CP: Yes. They were dug in, in bunkers. And they dug in deep. So there was going to be a barrage. The next morning we heard these screaming shells coming right over the top of our heads. You could hear it coming...boom! And then the screams of the Japanese. And then the cheers from us. Because we were to move out as soon as the barrage was over. It was to go on for five minutes. And then another shell hit. They sounded like the size of a locomotive.
DB: It sounds like a freight train going through the sky.

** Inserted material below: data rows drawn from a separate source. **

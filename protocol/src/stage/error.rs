//! Error types for the stage lifecycle.
//!
//! Every lifecycle operation that can fail returns a [`StageError`]. Each
//! variant maps to a stable [`ErrorCode`] (what clients see on the wire)
//! and an [`ErrorCategory`] (how the node decides whether to retry, reject,
//! or page someone).

use serde::{Deserialize, Serialize};
use thiserror::Error;

use super::ports::{ChainError, RootHashes};
use super::StageState;
use crate::ledger::LedgerError;
use crate::storage::DbError;
use crate::transaction::{LightTxError, VerificationError};
use crate::tree::{CodecError, TreeError};

/// Stable, client-facing error codes.
#[derive(Debug, Clone, Copy, PartialEq, Eq, Hash, Serialize, Deserialize)]
#[serde(rename_all = "SCREAMING_SNAKE_CASE")]
pub enum ErrorCode {
    SomethingWentWrong,
    InvalidConfiguration,
    InvalidLightTx,
    ContainsKnownLightTx,
    StaleStageHeight,
    FutureStageHeight,
    WrongSignature,
    InsufficientBalance,
    ReceiptsAreEmpty,
    CheckpointInProgress,
    NoPendingCheckpoint,
    StageNotFound,
    ReceiptNotFound,
    RootHashMismatch,
    SubmissionFailed,
    ChainOutOfSync,
    StorageFailure,
}

impl ErrorCode {
    pub fn as_str(&self) -> &'static str {
        match self {
            Self::SomethingWentWrong => "SOMETHING_WENT_WRONG",
            Self::InvalidConfiguration => "INVALID_CONFIGURATION",
            Self::InvalidLightTx => "INVALID_LIGHT_TX",
            Self::ContainsKnownLightTx => "CONTAINS_KNOWN_LIGHT_TX",
            Self::StaleStageHeight => "STALE_STAGE_HEIGHT",
            Self::FutureStageHeight => "FUTURE_STAGE_HEIGHT",
            Self::WrongSignature => "WRONG_SIGNATURE",
            Self::InsufficientBalance => "INSUFFICIENT_BALANCE",
            Self::ReceiptsAreEmpty => "RECEIPTS_ARE_EMPTY",
            Self::CheckpointInProgress => "CHECKPOINT_IN_PROGRESS",
            Self::NoPendingCheckpoint => "NO_PENDING_CHECKPOINT",
            Self::StageNotFound => "STAGE_NOT_FOUND",
            Self::ReceiptNotFound => "RECEIPT_NOT_FOUND",
            Self::RootHashMismatch => "ROOT_HASH_MISMATCH",
            Self::SubmissionFailed => "SUBMISSION_FAILED",
            Self::ChainOutOfSync => "CHAIN_OUT_OF_SYNC",
            Self::StorageFailure => "STORAGE_FAILURE",
        }
    }
}

impl std::fmt::Display for ErrorCode {
    fn fmt(&self, f: &mut std::fmt::Formatter<'_>) -> std::fmt::Result {
        f.write_str(self.as_str())
    }
}

/// Coarse classification of failures.
#[derive(Debug, Clone, Copy, PartialEq, Eq, Serialize, Deserialize)]
#[serde(rename_all = "camelCase")]
pub enum ErrorCategory {
    /// Bad tree height or other startup parameter.
    Configuration,
    /// Out-of-order or duplicate input.
    Sequencing,
    /// Malformed input or bad signatures.
    Validation,
    InsufficientBalance,
    /// Another checkpoint already owns the lifecycle.
    ConcurrencyConflict,
    /// Parent chain or storage failed.
    External,
}

/// Errors raised by [`StageLifecycle`](super::StageLifecycle).
#[derive(Debug, Error)]
pub enum StageError {
    #[error("Contains known light transaction.")]
    KnownLightTx(String),

    #[error("stage height {stage_height} is stale, current stage is {expected}")]
    StaleStageHeight { stage_height: u64, expected: u64 },

    #[error("stage height {stage_height} is ahead of current stage {expected}")]
    FutureStageHeight { stage_height: u64, expected: u64 },

    #[error("Contains wrong signature receipt.")]
    WrongSignature(#[source] VerificationError),

    #[error("invalid light transaction: {0}")]
    InvalidLightTx(#[from] LightTxError),

    #[error("ledger rejected light transaction: {0}")]
    Ledger(#[source] LedgerError),

    #[error("Receipts are empty.")]
    ReceiptsAreEmpty,

    #[error("a checkpoint is already in progress (state: {0})")]
    CheckpointInProgress(StageState),

    #[error("no checkpoint is awaiting commit for stage {stage_height} (state: {state})")]
    NoPendingCheckpoint { stage_height: u64, state: StageState },

    #[error("stage {0} not found")]
    StageNotFound(u64),

    #[error("receipt {0} not found")]
    ReceiptNotFound(String),

    #[error("root hashes for stage {stage_height} do not match: local {local:?}, remote {remote:?}")]
    RootHashMismatch {
        stage_height: u64,
        local: RootHashes,
        remote: RootHashes,
    },

    #[error("replaying receipt {light_tx_hash} produced different balances")]
    ReplayDiverged { light_tx_hash: String },

    #[error("tree error: {0}")]
    Tree(#[from] TreeError),

    #[error("tree codec error: {0}")]
    Codec(#[from] CodecError),

    #[error("parent chain error: {0}")]
    Chain(#[from] ChainError),

    #[error("parent chain is at stage {chain}, local committed height is {local}")]
    ChainOutOfSync { local: u64, chain: u64 },

    #[error("storage error: {0}")]
    Storage(#[from] DbError),
}

impl StageError {
    pub fn code(&self) -> ErrorCode {
        match self {
            Self::KnownLightTx(_) => ErrorCode::ContainsKnownLightTx,
            Self::StaleStageHeight { .. } => ErrorCode::StaleStageHeight,
            Self::FutureStageHeight { .. } => ErrorCode::FutureStageHeight,
            Self::WrongSignature(_) => ErrorCode::WrongSignature,
            Self::InvalidLightTx(_) => ErrorCode::InvalidLightTx,
            Self::Ledger(LedgerError::InsufficientBalance { .. }) => ErrorCode::InsufficientBalance,
            Self::Ledger(_) => ErrorCode::InvalidLightTx,
            Self::ReceiptsAreEmpty => ErrorCode::ReceiptsAreEmpty,
            Self::CheckpointInProgress(_) => ErrorCode::CheckpointInProgress,
            Self::NoPendingCheckpoint { .. } => ErrorCode::NoPendingCheckpoint,
            Self::StageNotFound(_) => ErrorCode::StageNotFound,
            Self::ReceiptNotFound(_) => ErrorCode::ReceiptNotFound,
            Self::RootHashMismatch { .. } => ErrorCode::RootHashMismatch,
            Self::Tree(TreeError::InvalidHeight(_)) => ErrorCode::InvalidConfiguration,
            Self::ReplayDiverged { .. } | Self::Tree(_) | Self::Codec(_) => {
                ErrorCode::SomethingWentWrong
            }
            Self::Chain(_) => ErrorCode::SubmissionFailed,
            Self::ChainOutOfSync { .. } => ErrorCode::ChainOutOfSync,
            Self::Storage(_) => ErrorCode::StorageFailure,
        }
    }

    pub fn category(&self) -> ErrorCategory {
        match self.code() {
            ErrorCode::InvalidConfiguration => ErrorCategory::Configuration,
            ErrorCode::ContainsKnownLightTx
            | ErrorCode::StaleStageHeight
            | ErrorCode::FutureStageHeight
            | ErrorCode::ReceiptsAreEmpty
            | ErrorCode::NoPendingCheckpoint
            | ErrorCode::StageNotFound
            | ErrorCode::ReceiptNotFound
            | ErrorCode::RootHashMismatch => ErrorCategory::Sequencing,
            ErrorCode::InvalidLightTx | ErrorCode::WrongSignature => ErrorCategory::Validation,
            ErrorCode::InsufficientBalance => ErrorCategory::InsufficientBalance,
            ErrorCode::CheckpointInProgress => ErrorCategory::ConcurrencyConflict,
            ErrorCode::SomethingWentWrong
            | ErrorCode::SubmissionFailed
            | ErrorCode::ChainOutOfSync
            | ErrorCode::StorageFailure => ErrorCategory::External,
        }
    }
}

impl From<LedgerError> for StageError {
    fn from(e: LedgerError) -> Self {
        Self::Ledger(e)
    }
}

impl From<VerificationError> for StageError {
    fn from(e: VerificationError) -> Self {
        Self::WrongSignature(e)
    }
}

CP: It would go right over your head, and it sounded just like a freight train. You could hear that huge thing soaring and the scream to it and then, varoom!! And then the screams of the Japanese. Finally silence from the Japanese. They were all killed. So we moved out and I was the lead scout going down the center. Hogan and Dennitch were off to the left with the machine gun. Another guy by the name of Bose was on a machine gun to go over to the right. They were going to do a flank, and we were going to go down the center. So we started going down, and no shots came out. You don’t go right in the middle of the caribou trail. You go off on the side, and you sort of half hunch and crawl. Bent over. I got up against the palm tree barricade and started climbing up to look over, and there everything was a shambles. They were all gone. Parts were in the trees. Arms and legs here and there. Moaning. But nobody moving. So we all came over. It was then about seven o’clock. We sat down and said, “My God, down there, there’s the ocean.” The other side, at Ormoc. There were 50,000 Japanese killed at Ormoc. So this was our last battle and our last day. I sat down against a palm tree and Denapole sat next to me, and he tips his helmet back, just like that.
DB: Who is this?
CP: Denapole. Elmer Denapole. Great, great...great man. A great man. And he said, “Jesus, we made it.” All of a sudden a single shot rang out. I looked over and there was a hole right there. About two or three drops of red blood.
DB: Just above his nose.
CP: Just above his nose. He was gone. He was gone. We left him sitting there. We were all so exhausted. We were... If only somebody had taken a picture. Here I was, a hundred and twenty-six pounds in this mud and filth and dirt. I mean we stunk. We all stunk. We started walking down about eleven o’clock, twelve o’clock. Up came a Jeep. Some U. S. soldiers saw us. They got out of the Jeep and ran up to us, and here we’re coming out in all this mud and filth. We hadn’t shaved. Limping. We were all walking wounded. They stood and as we got closer they stepped back and parted and started to cry. You poor guys. They could tell in an instant what we’d gone through. So they loaded us into the Jeep and drove us down into Ormoc. There was a Catholic church. The only thing I’ve ever wanted to go back and see was that Catholic church. Because they’d taken the pews out, and that was the first aid station. They carried me in there and cut my boots off and my legs began to swell from the knees down. Just like balloons. We called it “jungle rot.” Like an elephant’s foot. You can hardly see your toes. The digits. You can hardly see them. It just swelled up. I couldn’t walk anymore. And when we were up in the jungles you never took your boots off because you couldn’t get them back on again. And we all knew that. So about five o’clock this doctor came by and put a big cardboard “E”, a piece of cardboard with a big letter E on it, around my neck.
DB: What’s that for?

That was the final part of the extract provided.